Among the many unsubstantiated accusations that author Dan Brown made in his bestselling novel The Da Vinci Code is one regarding the “unoriginality” of Christianity. Allegedly, “Nothing in Christianity is original” (Brown, 2003, p. 232). As “proof” of this statement, Brown’s fictional character, Sir Leigh Teabing, asserts:

“The pre-Christian God Mithras—called the Son of God and the Light of the World—was born on December 25, died, and was buried in a rock tomb, and then resurrected in three days. By the way, December 25 is also the birthday of Osiris, Adonis, and Dionysus. The newborn Krishna was presented with gold, frankincense, and myrrh. Even Christianity’s weekly holy day was stolen from the pagans” (p. 232, italics in orig.).

Supposedly, the Gospel was nothing new 2,000 years ago when Jesus was born into the world. Stories that resemble “the Good News of Jesus” circulated centuries earlier. Pagans had previously worshipped and idolized god-like heroes who in some ways resembled Christ.

How can Christianity be “original” if stories that predate the time of Christ speak of gods who were born on December 25, presented with gold, frankincense, and myrrh, called the Son of God and Light of the World, and buried and raised only a few days after their deaths? As with so many things in The Da Vinci Code, this accusation is erroneous and terribly misleading.

First of all, the Bible nowhere indicates that Jesus was born on December 25. There are no Old Testament prophecies about Him being born on this date, nor does any New Testament writer suggest it. On the contrary, Luke hints that Jesus was most likely born in a month other than December. In chapter two of his gospel account, Luke wrote that Jesus was born when shepherds were “living out in the fields, keeping watch over their flock by night” (2:8). It is highly unlikely that shepherds would have been “living out in the fields” with their sheep during the winter months. “Jews sent out their flocks into the mountainous and desert regions during the summer months, and took them up in the latter part of October or the first of November, when the cold weather commenced” (Barnes, 1997).

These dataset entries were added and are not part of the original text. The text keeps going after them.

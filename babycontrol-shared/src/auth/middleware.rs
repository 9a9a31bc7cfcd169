/// Request authentication for Axum
///
/// Extracts `Authorization: Bearer <token>` from request headers, validates
/// the access token and produces the [`AuthContext`] that handlers read from
/// request extensions.
///
/// # Example
///
/// ```
/// use axum::Extension;
/// use babycontrol_shared::auth::middleware::AuthContext;
///
/// async fn handler(Extension(auth): Extension<AuthContext>) -> String {
///     format!("Principal: {}, family: {:?}", auth.principal.as_str(), auth.family_id)
/// }
/// ```

use axum::http::{header, HeaderMap};
use serde::{Deserialize, Serialize};
use uuid::Uuid;

use super::jwt::{validate_access_token, Claims, JwtError, Principal};
use crate::models::caretaker::CaretakerRole;

/// Authentication context added to request extensions
#[derive(Debug, Clone, PartialEq, Eq, Serialize, Deserialize)]
pub struct AuthContext {
    /// Caretaker, family, or account ID depending on `principal`
    pub subject_id: Uuid,

    pub principal: Principal,

    /// Family the caller acts on
    pub family_id: Option<Uuid>,

    /// Role within the family
    pub role: Option<CaretakerRole>,
}

impl AuthContext {
    pub fn from_claims(claims: &Claims) -> Self {
        Self {
            subject_id: claims.sub,
            principal: claims.principal,
            family_id: claims.family_id,
            role: claims.role,
        }
    }

    /// Caretaker ID when the caller is a caretaker
    pub fn caretaker_id(&self) -> Option<Uuid> {
        (self.principal == Principal::Caretaker).then_some(self.subject_id)
    }

    /// Account ID when the caller is a SaaS account holder
    pub fn account_id(&self) -> Option<Uuid> {
        (self.principal == Principal::Account).then_some(self.subject_id)
    }

    /// Whether the caller administers its family
    pub fn is_admin(&self) -> bool {
        self.family_id.is_some() && self.role == Some(CaretakerRole::Admin)
    }

    pub fn is_sys_admin(&self) -> bool {
        self.principal == Principal::SysAdmin
    }
}

/// Error type for request authentication
#[derive(Debug, thiserror::Error)]
pub enum AuthError {
    /// Missing authorization header
    #[error("Missing authorization header")]
    MissingCredentials,

    /// Invalid authorization header format
    #[error("{0}")]
    InvalidFormat(String),

    /// Token validation failed
    #[error("{0}")]
    InvalidToken(String),
}

impl From<JwtError> for AuthError {
    fn from(err: JwtError) -> Self {
        match err {
            JwtError::Expired => AuthError::InvalidToken("Token expired".to_string()),
            JwtError::InvalidIssuer { .. } => AuthError::InvalidToken("Invalid issuer".to_string()),
            other => AuthError::InvalidToken(format!("Invalid token: {}", other)),
        }
    }
}

/// Pulls the bearer token out of the `Authorization` header
pub fn extract_bearer_token(headers: &HeaderMap) -> Result<&str, AuthError> {
    let auth_header = headers
        .get(header::AUTHORIZATION)
        .and_then(|v| v.to_str().ok())
        .ok_or(AuthError::MissingCredentials)?;

    auth_header
        .strip_prefix("Bearer ")
        .map(str::trim)
        .filter(|t| !t.is_empty())
        .ok_or_else(|| AuthError::InvalidFormat("Expected Bearer token".to_string()))
}

/// Validates the bearer access token in `headers`
pub fn authenticate_headers(headers: &HeaderMap, secret: &str) -> Result<AuthContext, AuthError> {
    let token = extract_bearer_token(headers)?;
    let claims = validate_access_token(token, secret)?;
    Ok(AuthContext::from_claims(&claims))
}

#[cfg(test)]
mod tests {
    use super::*;
    use crate::auth::jwt::{create_token, TokenType};
    use axum::http::HeaderValue;

    const SECRET: &str = "middleware-test-secret-32-bytes-long!!";

    fn headers_with(value: &str) -> HeaderMap {
        let mut headers = HeaderMap::new();
        headers.insert(header::AUTHORIZATION, HeaderValue::from_str(value).unwrap());
        headers
    }

    #[test]
    fn test_caretaker_context() {
        let caretaker_id = Uuid::new_v4();
        let claims = Claims::new(
            caretaker_id,
            Principal::Caretaker,
            Some(Uuid::new_v4()),
            Some(CaretakerRole::User),
            TokenType::Access,
        );
        let context = AuthContext::from_claims(&claims);

        assert_eq!(context.caretaker_id(), Some(caretaker_id));
        assert_eq!(context.account_id(), None);
        assert!(!context.is_admin());
        assert!(!context.is_sys_admin());
    }

    #[test]
    fn test_family_system_context_is_admin() {
        let claims = Claims::new(
            Uuid::new_v4(),
            Principal::FamilySystem,
            Some(Uuid::new_v4()),
            Some(CaretakerRole::Admin),
            TokenType::Access,
        );
        let context = AuthContext::from_claims(&claims);

        assert!(context.is_admin());
        assert!(context.caretaker_id().is_none());
    }

    #[test]
    fn test_admin_role_without_family_is_not_admin() {
        let context = AuthContext {
            subject_id: Uuid::new_v4(),
            principal: Principal::Account,
            family_id: None,
            role: Some(CaretakerRole::Admin),
        };
        assert!(!context.is_admin());
    }

    #[test]
    fn test_authenticate_headers() {
        let claims = Claims::sys_admin(TokenType::Access);
        let token = create_token(&claims, SECRET).unwrap();

        let context = authenticate_headers(&headers_with(&format!("Bearer {}", token)), SECRET)
            .expect("valid token");
        assert!(context.is_sys_admin());
    }

    #[test]
    fn test_missing_and_malformed_headers() {
        assert!(matches!(
            authenticate_headers(&HeaderMap::new(), SECRET),
            Err(AuthError::MissingCredentials)
        ));
        assert!(matches!(
            authenticate_headers(&headers_with("Basic abc"), SECRET),
            Err(AuthError::InvalidFormat(_))
        ));
        assert!(matches!(
            authenticate_headers(&headers_with("Bearer "), SECRET),
            Err(AuthError::InvalidFormat(_))
        ));
    }

    #[test]
    fn test_refresh_token_rejected() {
        let claims = Claims::sys_admin(TokenType::Refresh);
        let token = create_token(&claims, SECRET).unwrap();

        assert!(matches!(
            authenticate_headers(&headers_with(&format!("Bearer {}", token)), SECRET),
            Err(AuthError::InvalidToken(_))
        ));
    }
}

Late December simply was not a time when flocks were in the fields at night. Thus, as Adam Clarke concluded, “On this very ground the nativity in December should be given up” (1996).

The early church did not celebrate “Christmas” on December 25, since the inspired apostles and prophets never commanded its observance as a religious holy day. “Christmas” was not observed until the fourth century A.D. (see “Christmas,” 1997, 3:283), and even then it was most likely adopted “to coincide with the pagan Roman festival marking the ‘birthday of the unconquered sun’” (“Christmas,” 3:283). In short, a December 25 “holy day” originated as a pagan feast, and true Christianity is not connected to this date in any way. Thus, the fact that history records stories of mythical gods being born on December 25 in no way diminishes the deity, superiority, or virgin birth of Christ.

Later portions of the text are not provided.